I mean that’s fair. It may not even be ego, might be money. But the point stands either way.
wouldnt be the first time hard right wingers were found out to be only in it for the money. tucker carlson’s leaked texts and emails come to mind. or all of ann culters college law papers that were pretty moderate. grift the rubes, never fails.
he definitely puts his own agenda into his show. like, with COVID, he only invited guests with one opinion. he picked the anecdotes and every part of the show that wasn’t pure interview. he very very clearly and strongly wanted to push that vaccines are bad and COVID is overblown. that was not a guest doing that.
Only segment of his show I ever saw was Bill Burr calling him a Knuckle Scrapper when masks were brought up, lol.
JR lost touch with reality a few years ago. Hosts nonsense guests on his show who spread BS. To debate him, you simply require a brain and any simple reasoning skills.

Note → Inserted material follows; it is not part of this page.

//! Tower layers composed by [`HttpClientBuilder`](crate::HttpClientBuilder).
//!
//! - [`UserAgentLayer`] - stamps a default User-Agent on outbound requests

mod user_agent;

pub use user_agent::{UserAgentLayer, UserAgentService};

I think you need to take a few steps back and really think about what you are asking. If your husband is a fan and regular listener to a source you are so adamant against, that even giving him a view is a concern, then do you and your husband have the same values?
I am so sorry to say this but your post is just littered with red flags. Sis, he isn’t hard to argue with, the man just doesn’t care what you think. If he did why isn’t this a discussion and not an argument where he shuts you/your concerns down? I would say that making yourself informed about the specifics of Joe Rogan matters more than his view count going up by 1. But frankly, you probably aren’t going to like anything you hear (Because Rogan is a pig who washes conspiracies/bigotry as “just debate lol”). But since your husband knows you won’t approve, that is why he is brushing you off.
This sounds like a really rough position to be in. I’ve been there with some of my past relationships so I am sending you all the warmth and strength I can muster! Big hugs!
So many assumptions based on so little information.